Oscar de la Hoya, known as the Golden Boy, was born in California. One of the smoothest and most successful boxers of all time, he won gold at lightweight in the 1992 Olympics and everything going as a professional, accumulating world titles at six different weights, ranging from super-featherweight to light-middleweight, a span of 24 pounds. He didn't fight that often - 45 times in 16 years - but this was quality above quantity. Style over substance, some said - but he didn't lose any of his first 32 pro bouts spread over seven years, and beat other giants like Julio Cesar Chávez, Pernell Whitaker and Hector Camacho. He was in his early thirties by the time he started losing to Bernard Hopkins, Floyd Mayweather and (in his last fight) Manny Pacquiao.
One of the most famous tackles of all time. The Springboks had won all four internationals on their British tour, using a typically giant pack to grind out narrow victories. Here at Cardiff, they were probably stale after a long trip - and met a pack that wanted it more. In the Barbarians' 6-0 win, both their tries were scored by the Morgans in the back row, Derek and Haydn. But the big moment came from full-back Haydn Mainwaring. He missed the conversions of both tries, but hit Avril Malan with such a shuddering tackle that South Africa's giant young captain was knocked out for two minutes. Not just symbolic, either, it won Mainwaring his only cap for Wales the following month.
Adam Vinatieri kicked last-gasp field goals to win the Super Bowl on February 3, 2002 and February 1, 2004. Today he kicked another three, for Indianapolis Colts this time, in a 29-17 win over Chicago Bears. His total of seven field goals is a Super Bowl record.
Dennis Connor regained the America's Cup from the Australians. Good as far as it goes, but he'll always be remembered as the man who lost it on September 26, 1983.
John Heaton won his second Olympic silver medal 20 years after the first. The skeleton event was staged only twice before 2002. In 1928, Heaton finished second to his brother Jennison. Today in 1948 he was unlucky that the event was held on the Cresta Run at St Moritz, where the famous Nino Bibbia won well over 200 races.

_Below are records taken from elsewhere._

#[cfg(test)]
mod tests {
    use serde_json::json;
    use trivia_core::id::Collection;
    use trivia_test_support::{InMemoryDocumentRepository, sample_question};

    use super::*;

    // Every seat needs a stored identity.
    async fn seat_users(session: &mut QuizSession, repo: &InMemoryDocumentRepository, names: &[&str]) {
        for name in names {
            let user = User::find_or_create_by_name(repo, name).await.unwrap();
            session.register_user(user).unwrap();
        }
    }

    fn question(text: &str) -> Question {
        Question::from_provider(sample_question(text))
    }

    fn slot(letter: char) -> AnswerSlot {
        AnswerSlot::from_letter(letter).unwrap()
    }

    #[tokio::test]
    async fn test_registration_keeps_roster_maps_aligned() {
        // Arrange
        let repo = InMemoryDocumentRepository::new();
        let mut session = QuizSession::new();

        // Act
        seat_users(&mut session, &repo, &["Ann", "Bob", "Cy"]).await;

        // Assert
        let scored: Vec<&str> = session.scores().into_iter().map(|(n, _)| n).collect();
        let pending: Vec<&str> = session.pending_answers().into_iter().map(|(n, _)| n).collect();
        let loaded: Vec<&str> = session.users().filter_map(User::name).collect();
        assert_eq!(scored, ["Ann", "Bob", "Cy"]);
        assert_eq!(pending, scored);
        assert_eq!(loaded, scored);
        assert_eq!(session.phase(), SessionPhase::NoGame);
    }

    #[tokio::test]
    async fn test_reregistering_is_a_reconnect() {
        // Arrange
        let repo = InMemoryDocumentRepository::new();
        let mut session = QuizSession::new();
        seat_users(&mut session, &repo, &["Ann"]).await;
        session.begin_game(Game::new());
        session.set_current_question(question("Q1"), AnswerPermutation::identity());
        session.record_answer("Ann", slot('A'));
        session.resolve_question().unwrap();
        session.set_current_question(question("Q2"), AnswerPermutation::identity());
        session.record_answer("Ann", slot('C'));
        let again = User::find_or_create_by_name(&repo, "Ann").await.unwrap();

        // Act
        let registration = session.register_user(again).unwrap();

        // Assert
        assert_eq!(registration, Registration::Reconnected);
        assert_eq!(session.user_count(), 1);
        assert_eq!(session.scores(), vec![("Ann", 1)]);
        assert_eq!(session.pending_answers(), vec![("Ann", Some(slot('C')))]);
    }

    #[test]
    fn test_unsaved_or_unnamed_users_cannot_register() {
        let mut session = QuizSession::new();

        assert_eq!(
            session.register_user(User::named("Ann")),
            Err(ValidationError::Unsaved(Collection::Users))
        );
        assert_eq!(
            session.register_user(User::new()),
            Err(ValidationError::MissingField("user.name"))
        );
    }

    #[tokio::test]
    async fn test_newcomer_cannot_join_running_game() {
        // Arrange
        let repo = InMemoryDocumentRepository::new();
        let mut session = QuizSession::new();
        seat_users(&mut session, &repo, &["Ann"]).await;
        session.begin_game(Game::new());
        let bob = User::find_or_create_by_name(&repo, "Bob").await.unwrap();

        // Act
        let result = session.register_user(bob);

        // Assert
        assert_eq!(result, Err(ValidationError::GameInProgress("Bob".to_owned())));
        assert_eq!(session.user_count(), 1);
    }

    #[tokio::test]
    async fn test_setting_question_resets_pending_answers_and_arrivals() {
        // Arrange
        let repo = InMemoryDocumentRepository::new();
        let mut session = QuizSession::new();
        seat_users(&mut session, &repo, &["Ann", "Bob"]).await;
        session.begin_game(Game::new());
        session.set_current_question(question("Q1"), AnswerPermutation::identity());
        session.record_answer("Ann", slot('A'));

        // Act
        session.set_current_question(question("Q2"), AnswerPermutation::identity());

        // Assert
        assert!(session.pending_answers().iter().all(|(_, p)| p.is_none()));
        assert!(session.arrival_order().is_empty());
        assert_eq!(session.phase(), SessionPhase::QuestionPending);
    }

    #[tokio::test]
    async fn test_reanswer_overwrites_and_moves_to_tail() {
        // Arrange
        let repo = InMemoryDocumentRepository::new();
        let mut session = QuizSession::new();
        seat_users(&mut session, &repo, &["Ann", "Bob", "Cy"]).await;
        session.begin_game(Game::new());
        session.set_current_question(question("Q1"), AnswerPermutation::identity());

        // Act
        session.record_answer("Ann", slot('A'));
        session.record_answer("Bob", slot('B'));
        session.record_answer("Ann", slot('D'));

        // Assert
        assert_eq!(session.arrival_order(), ["Bob", "Ann"]);
        assert_eq!(session.pending_answers()[0], ("Ann", Some(slot('D'))));
        assert!(!session.all_answered());
        assert!(session.resolve_question().is_none());
    }

    #[tokio::test]
    async fn test_soft_failures_leave_state_untouched() {
        let repo = InMemoryDocumentRepository::new();
        let mut session = QuizSession::new();
        seat_users(&mut session, &repo, &["Ann"]).await;

        assert_eq!(session.record_answer("Ann", slot('A')), AnswerOutcome::NoActiveGame);
        session.begin_game(Game::new());
        assert_eq!(
            session.record_answer("Ann", slot('A')),
            AnswerOutcome::NoPendingQuestion
        );
        session.set_current_question(question("Q1"), AnswerPermutation::identity());
        assert_eq!(session.record_answer("Zed", slot('A')), AnswerOutcome::UnknownUser);
        assert!(session.arrival_order().is_empty());
    }

    #[tokio::test]
    async fn test_resolution_scores_only_correct_slot() {
        // Arrange
        let repo = InMemoryDocumentRepository::new();
        let mut session = QuizSession::new();
        seat_users(&mut session, &repo, &["Ann", "Bob"]).await;
        let mut game = Game::new();
        for id in session.user_ids().unwrap() {
            game.add_participant(id, &repo).await.unwrap();
        }
        session.begin_game(game);
        let permutation = AnswerPermutation::new([2, 0, 3, 1]).unwrap();
        session.set_current_question(question("Q1"), permutation);

        // Act
        session.record_answer("Ann", slot('B'));
        session.record_answer("Bob", slot('A'));
        let resolved = session.resolve_question().unwrap();

        // Assert
        assert_eq!(resolved.correct_slot, slot('B'));
        assert_eq!(resolved.correct_users, ["Ann"]);
        assert_eq!(session.scores(), vec![("Ann", 1), ("Bob", 0)]);
        let game = session.active_game().unwrap();
        assert_eq!(game.score_vector(), vec![1, 0]);
        assert_eq!(game.question_history(), &[QuestionCode::derive("Q1")]);
        let correct: Vec<u32> = session.users().map(User::correct_answers).collect();
        assert_eq!(correct, [1, 0]);
        assert!(session
            .users()
            .all(|u| u.question_history() == [QuestionCode::derive("Q1")]));
        assert_eq!(session.phase(), SessionPhase::QuestionResolved);
        assert!(session.resolve_question().is_none());
    }

    #[tokio::test]
    async fn test_known_question_codes_is_sorted_union() {
        // Arrange
        let repo = InMemoryDocumentRepository::new();
        repo.seed(
            Collection::Users,
            json!({ "name": "Ann", "correct_answers": 0, "questions": ["CD34", "AB12"], "games": [] }),
        );
        repo.seed(
            Collection::Users,
            json!({ "name": "Bob", "correct_answers": 0, "questions": ["EF56", "CD34"], "games": [] }),
        );
        let mut session = QuizSession::new();
        seat_users(&mut session, &repo, &["Ann", "Bob"]).await;

        // Act
        let codes = session.known_question_codes();

        // Assert
        let codes: Vec<&str> = codes.iter().map(QuestionCode::as_str).collect();
        assert_eq!(codes, ["AB12", "CD34", "EF56"]);
    }

    #[tokio::test]
    async fn test_leader_requires_unique_top_score() {
        // Arrange
        let repo = InMemoryDocumentRepository::new();
        let mut session = QuizSession::new();
        seat_users(&mut session, &repo, &["Ann", "Bob"]).await;
        let mut game = Game::new();
        for id in session.user_ids().unwrap() {
            game.add_participant(id, &repo).await.unwrap();
        }
        session.begin_game(game);
        session.set_current_question(question("Q1"), AnswerPermutation::identity());
        session.record_answer("Ann", slot('A'));
        session.record_answer("Bob", slot('A'));
        session.resolve_question();
        assert!(session.leader().is_none());

        // Act
        session.set_current_question(question("Q2"), AnswerPermutation::identity());
        session.record_answer("Ann", slot('B'));
        session.record_answer("Bob", slot('A'));
        session.resolve_question();

        // Assert
        assert_eq!(session.leader().map(|(name, _)| name), Some("Bob"));
    }

    #[tokio::test]
    async fn test_participant_rejoining_gets_score_back() {
        // Arrange
        let repo = InMemoryDocumentRepository::new();
        let mut session = QuizSession::new();
        seat_users(&mut session, &repo, &["Ann", "Bob"]).await;
        let mut game = Game::new();
        for id in session.user_ids().unwrap() {
            game.add_participant(id, &repo).await.unwrap();
        }
        session.begin_game(game);
        session.set_current_question(question("Q1"), AnswerPermutation::identity());
        session.record_answer("Ann", slot('A'));
        session.record_answer("Bob", slot('C'));
        session.resolve_question();
        assert!(session.remove_user("Ann"));
        let ann = User::find_or_create_by_name(&repo, "Ann").await.unwrap();

        // Act
        let registration = session.register_user(ann).unwrap();

        // Assert
        assert_eq!(registration, Registration::Rejoined);
        assert_eq!(session.scores(), vec![("Bob", 0), ("Ann", 1)]);
        assert!(!session.remove_user("Zed"));
    }

    #[tokio::test]
    async fn test_end_game_returns_to_no_game() {
        let repo = InMemoryDocumentRepository::new();
        let mut session = QuizSession::new();
        seat_users(&mut session, &repo, &["Ann"]).await;
        session.begin_game(Game::new());
        session.set_current_question(question("Q1"), AnswerPermutation::identity());

        let game = session.end_game();

        assert!(game.is_some());
        assert_eq!(session.phase(), SessionPhase::NoGame);
        assert!(session.current_question().is_none());
        assert!(session.end_game().is_none());
    }
}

This was one of them. He beat the 39-year-old Heaton by just over a second.
Byron Nelson was born in Texas. His 1945 was statistically the biggest year any golfer ever had. He won 18 tournaments, including 11 in a row, both records that still stand. Some of the other big names were still away at the War, and courses were easier because there was a shortage of manpower to make them difficult. But the likes of Ben Hogan and Sam Snead were around for most of the year - and soft courses or not, no-one else won all those tournaments on them. Besides, Nelson won his share of Majors, which is always proof enough. Five in all: the Masters and USPGA twice each, and the US Open in 1939. He played in the British Open only twice. Air travel wasn't that common at the time, he could earn better money where he was, and the Atlantic was home to U-boats for a while.
In filthy weather at Twickenham, Gareth Edwards became the first player to win 50 caps for Wales, who won 9-6. He won 53 in all, without missing a game from his debut in 1967.
Norwegian ski-jumper Jacob Tullin Thams won gold at the inaugural Winter Olympics. In 1936, he won silver in sailing to become one of the very few competitors to pick up gongs at the Summer and Winter Games. His great rival Thorleif Haug was awarded the bronze in 1924 - but many years later it came out that a mistake had been made in adding up the scores. Haug, who'd been dead for decades, was dropped to fourth place. Anders Haugen, an American born in Norway, was 36 in 1924. He was 83 when he received his bronze medal in a ceremony in Oslo.
Willie Park junior was born in Scotland. He won golf's British Open in 1887 and 1889, the second time after a play-off. His father Willie senior won the Open three times, including the very first in 1860. Willie junior's uncle Mungo Park won it in 1875.
Bob Weir was born in Birmingham. He won medals in four Commonwealth Games over 20 years, including golds in the hammer in 1982 and the discus in 1998.
Wales beat Scotland at rugby for the first time. At the sixth attempt, they won 3-0 in Newport thanks to a try by new cap Tom Jenkins, who was also known as Pryce-Jenkins. He was a touch lucky to be awarded it, given that he ran outside the touchline for some of the way! The Scots weren't too disgruntled by that, or their five tries that were disallowed at the other end!